Pages

Tuesday, 5 April 2016

Chromosomes, Markers & Evolutionary Trees

This blog post (from the Gleason/Gleeson DNA Project blog) discusses some of the basic principles behind Y-DNA testing, the different types of DNA, the different types of marker, and their practical applications, including the construction of evolutionary trees.


Let's recap on some of the basic science behind Y-DNA as this will help you understand what you are seeing when you look at your results, and how your results can be applied in practice.

Chromosomes - a closer look

We have 46 chromosomes, arranged in 23 pairs. Each pair has 2 copies, one of which you got from your mother, the other from your father. So for example, you have one paternal chromosome 14 and one maternal chromosome 14. Before you were conceived, your father made a copy of each of his 46 chromosomes but only passed on one copy from each pair to you. Similarly your mother made copies of all her 46 chromosomes but only passed on to you one copy from each pair. In this way the 23 chromosomes you got from your father combined with the 23 from your mother to bring your chromosome quotient back up to the usual 46.

click to enlarge

The 23rd pair is also known as the sex chromosomes. There are two types of sex chromosome - an X and a Y. At conception, if two X chromosomes combine, a female child is produced (XX). If an X and a Y chromosome combine, a male child is produced (XY). Women (XX) only have an X chromosome to pass on to their offspring, whereas men (XY) can pass on either an X or a Y to their offspring. Therefore the man's contribution decides the gender of the child. Women do not have a Y chromosome and so cannot do this particular DNA test.

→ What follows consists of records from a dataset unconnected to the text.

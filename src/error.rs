//! Error types for the contact search pipeline.

use thiserror::Error;

/// Main error type for search operations.
///
/// Cloneable so that a single upstream failure can be delivered to every
/// observer of the shared view.
#[derive(Clone, Debug, PartialEq, Eq, Error)]
pub enum SearchError {
    #[error("Data source unavailable: {0}")]
    SourceUnavailable(String),

    #[error("Contact permission not granted")]
    PermissionDenied,

    #[error("Subscription dropped")]
    SubscriptionDropped,

    #[error("Pipeline disconnected")]
    Disconnected,

    #[error("Contact has no number: {0}")]
    NoNumber(String),

    #[error("Serialization error: {0}")]
    Serialization(String),

    #[error("Failed to spawn worker thread: {0}")]
    Spawn(String),
}

impl From<serde_json::Error> for SearchError {
    fn from(e: serde_json::Error) -> Self {
        SearchError::Serialization(e.to_string())
    }
}

/// Result type for search operations.
pub type Result<T> = std::result::Result<T, SearchError>;
//! Splitting a name into emphasized and plain spans around query matches.

use crate::matching::find_ignore_case;
use crate::types::HighlightSpan;

/// Split `name` into spans, emphasizing each case-insensitive occurrence of
/// `query` from left to right.
///
/// Matched text keeps its original casing. Empty spans are left out, except
/// that an empty name yields a single empty plain span. Concatenating the
/// span texts always gives back `name`.
pub fn highlight(name: &str, query: &str) -> Vec<HighlightSpan> {
    // An empty needle would match at every position.
    if query.is_empty() {
        return vec![HighlightSpan::plain(name)];
    }

    let mut spans = Vec::new();
    let mut rest = name;
    while !rest.is_empty() {
        let Some(found) = find_ignore_case(rest, query) else {
            spans.push(HighlightSpan::plain(rest));
            break;
        };
        if found.start > 0 {
            spans.push(HighlightSpan::plain(&rest[..found.start]));
        }
        spans.push(HighlightSpan::emphasized(&rest[found.clone()]));
        rest = &rest[found.end..];
    }

    if spans.is_empty() {
        spans.push(HighlightSpan::plain(name));
    }
    spans
}

#[cfg(test)]
mod tests {
    use super::*;

    fn joined(spans: &[HighlightSpan]) -> String {
        spans.iter().map(|span| span.text.as_str()).collect()
    }

    #[test]
    fn test_empty_query_is_single_plain_span() {
        assert_eq!(highlight("Lily", ""), vec![HighlightSpan::plain("Lily")]);
    }

    #[test]
    fn test_prefix_match_keeps_casing() {
        assert_eq!(
            highlight("Lily", "li"),
            vec![HighlightSpan::emphasized("Li"), HighlightSpan::plain("ly")]
        );
    }

    #[test]
    fn test_every_occurrence_is_emphasized() {
        assert_eq!(
            highlight("Anna", "n"),
            vec![
                HighlightSpan::plain("A"),
                HighlightSpan::emphasized("n"),
                HighlightSpan::emphasized("n"),
                HighlightSpan::plain("a"),
            ]
        );
        assert_eq!(
            highlight("Sharon", "a"),
            vec![
                HighlightSpan::plain("Sh"),
                HighlightSpan::emphasized("a"),
                HighlightSpan::plain("ron"),
            ]
        );
    }

    #[test]
    fn test_no_match_and_long_query() {
        assert_eq!(highlight("Tom", "x"), vec![HighlightSpan::plain("Tom")]);
        assert_eq!(
            highlight("Tom", "Tommy"),
            vec![HighlightSpan::plain("Tom")]
        );
    }

    #[test]
    fn test_whole_name_match() {
        assert_eq!(highlight("Zoe", "ZOE"), vec![HighlightSpan::emphasized("Zoe")]);
    }

    #[test]
    fn test_empty_name() {
        assert_eq!(highlight("", "a"), vec![HighlightSpan::plain("")]);
        assert_eq!(highlight("", ""), vec![HighlightSpan::plain("")]);
    }

    #[test]
    fn test_lossless_on_multibyte_names() {
        let name = "Åsa Ågren";
        let spans = highlight(name, "å");
        assert_eq!(joined(&spans), name);
        assert_eq!(spans.iter().filter(|s| s.emphasized).count(), 2);
    }
}
//! Subscription manager: replay-latest broadcast to any number of subscribers.

use crossbeam_channel::{bounded, Receiver, Sender, TrySendError};
use parking_lot::RwLock;
use std::collections::HashMap;
use std::sync::atomic::{AtomicU64, Ordering};
use std::sync::{Arc, Weak};
use tracing::{debug, trace};

use super::types::{DropReason, StreamEvent, SubscriptionConfig, SubscriptionHandle, SubscriptionId};

/// Internal subscription state.
struct Subscription<T> {
    sender: Sender<T>,
    /// Second end of the subscriber's channel, used to evict stale events.
    evict: Receiver<T>,
    /// Dead once the subscriber's handle is dropped.
    alive: Weak<()>,
}

impl<T: StreamEvent> Subscription<T> {
    /// Deliver an event, discarding the oldest pending one if the buffer is
    /// full. Returns false if the subscriber is gone.
    fn deliver(&self, mut event: T) -> bool {
        if self.alive.strong_count() == 0 {
            return false;
        }
        // Only the registry lock holder sends, so one eviction frees a slot.
        loop {
            match self.sender.try_send(event) {
                Ok(()) => return true,
                Err(TrySendError::Full(rejected)) => {
                    trace!("subscriber behind, conflating pending event");
                    let _ = self.evict.try_recv();
                    event = rejected;
                }
                Err(TrySendError::Disconnected(_)) => return false,
            }
        }
    }

    /// Notify the subscriber that it is being removed.
    fn notify_dropped(&self, reason: DropReason) {
        if let Some(event) = T::dropped(reason) {
            self.deliver(event);
        }
    }
}

struct Registry<T> {
    subscriptions: HashMap<SubscriptionId, Subscription<T>>,
    /// Most recently published value, replayed to new subscribers.
    latest: Option<T>,
}

/// Broadcasts events to subscribers and caches the latest value.
///
/// Subscribing and publishing happen under the same lock, so a new
/// subscriber sees either the replayed value or the live one, never neither.
/// A subscriber that stops reading is never dropped: once its buffer is full
/// the oldest pending event makes room for the newest.
pub struct SubscriptionManager<T> {
    registry: RwLock<Registry<T>>,
    /// Counter for generating subscription IDs.
    next_id: AtomicU64,
    config: SubscriptionConfig,
}

impl<T: StreamEvent> SubscriptionManager<T> {
    /// Create a new subscription manager.
    pub fn new() -> Self {
        Self::with_config(SubscriptionConfig::default())
    }

    /// Create a new subscription manager with custom config.
    pub fn with_config(config: SubscriptionConfig) -> Self {
        Self {
            registry: RwLock::new(Registry {
                subscriptions: HashMap::new(),
                latest: None,
            }),
            next_id: AtomicU64::new(1),
            config,
        }
    }

    /// Create a new subscription, replaying the latest value if there is one.
    pub fn subscribe(&self) -> SubscriptionHandle<T> {
        let id = SubscriptionId(self.next_id.fetch_add(1, Ordering::SeqCst));
        let (sender, receiver) = bounded(self.config.buffer_size.max(1));
        let alive = Arc::new(());
        let subscription = Subscription {
            sender,
            evict: receiver.clone(),
            alive: Arc::downgrade(&alive),
        };

        let mut registry = self.registry.write();
        if self.config.replay_latest {
            if let Some(latest) = &registry.latest {
                subscription.deliver(latest.clone());
            }
        }
        registry.subscriptions.insert(id, subscription);
        debug!(subscription = id.0, "subscriber attached");

        SubscriptionHandle {
            id,
            receiver,
            _alive: alive,
        }
    }

    /// Unsubscribe and clean up. Returns false if the id was unknown.
    pub fn unsubscribe(&self, id: SubscriptionId) -> bool {
        let removed = self.registry.write().subscriptions.remove(&id);
        if let Some(sub) = &removed {
            sub.notify_dropped(DropReason::Unsubscribed);
            debug!(subscription = id.0, "subscriber detached");
        }
        removed.is_some()
    }

    /// Get subscription count.
    pub fn subscription_count(&self) -> usize {
        self.registry.read().subscriptions.len()
    }

    /// The value new subscribers would be replayed.
    pub fn latest(&self) -> Option<T> {
        self.registry.read().latest.clone()
    }

    /// Forget the cached value.
    pub fn clear_latest(&self) {
        self.registry.write().latest = None;
    }

    // --- Broadcasting ---

    /// Cache `value` as the latest and broadcast it.
    ///
    /// Returns the number of subscribers left after ones whose handle is gone
    /// were pruned.
    pub fn publish(&self, value: T) -> usize {
        let mut registry = self.registry.write();
        registry.latest = Some(value.clone());

        let mut gone = Vec::new();
        for (id, sub) in registry.subscriptions.iter() {
            if !sub.deliver(value.clone()) {
                gone.push(*id);
            }
        }
        for id in gone {
            registry.subscriptions.remove(&id);
            debug!(subscription = id.0, "pruned subscriber whose handle was dropped");
        }

        registry.subscriptions.len()
    }

    /// Remove every subscriber, sending each a final event first.
    ///
    /// The final event is `last` if given, otherwise a drop notice for
    /// `reason`. It is always delivered, displacing a pending event if the
    /// buffer is full. Returns how many subscribers were removed.
    pub fn close_all(&self, last: Option<T>, reason: DropReason) -> usize {
        let drained: Vec<_> = self.registry.write().subscriptions.drain().collect();
        for (_, sub) in &drained {
            match &last {
                Some(event) => {
                    sub.deliver(event.clone());
                }
                None => sub.notify_dropped(reason.clone()),
            }
        }
        drained.len()
    }
}

impl<T: StreamEvent> Default for SubscriptionManager<T> {
    fn default() -> Self {
        Self::new()
    }
}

Thus the Y chromosome is only passed on from Father to Son.  This is why it is perfect for tracing the father's father's father's line and is the main type of DNA used for surname studies. Be aware though that it only assesses this single ancestral line, and if you go back 10 generations, this represents only 1 of your 1024 ancestors (which is equivalent to about 0.1% of your ancestors at that particular level).

Each of our 46 chromosomes consists of a long double-stranded helix of DNA. If we unwrapped it, it would look like a long ladder extending into infinity, or a railway track running from New York to Los Angeles. It's huge. If you untwisted all 46 chromosomes from a single cell, it would stretch for 2-3 metres (6-10 feet). All the untwisted DNA from the human body would stretch to the moon and back several times.

All along the "ladder" are the nucleotide bases, like rungs in the ladder, binding each strand of the helix to the other strand of the helix. The bases are called A, T, C, and G, after the first letters in their respective names - Adenine, Thymine, Cytosine, & Guanine. A only ever binds with T, C only ever binds with G. You can remember this by thinking the straight-sided letters only bind to each other, and the curved letters bind only to each other. Each base pair effectively forms a rung in the ladder.

click to enlarge

Because A only ever binds with T, and C only ever binds with G, if we know the sequence of bases on one strand of the helix, we automatically can tell what bases are on the other strand. Therefore, the sequence of bases along the DNA is only ever written as a single line of letters (e.g. ATCCGAATTGG). The sequence is read from what is called the 5' (5 prime) end of the DNA molecule (and is read toward the 3' end, like reading from left to right).

In each pair of chromosomes, the two copies (maternal and paternal) are virtually identical to each other in terms of size, length, morphology, etc. The exception is the sex chromosome pair, X and Y ... the X chromosome is 3 times bigger than the Y chromosome.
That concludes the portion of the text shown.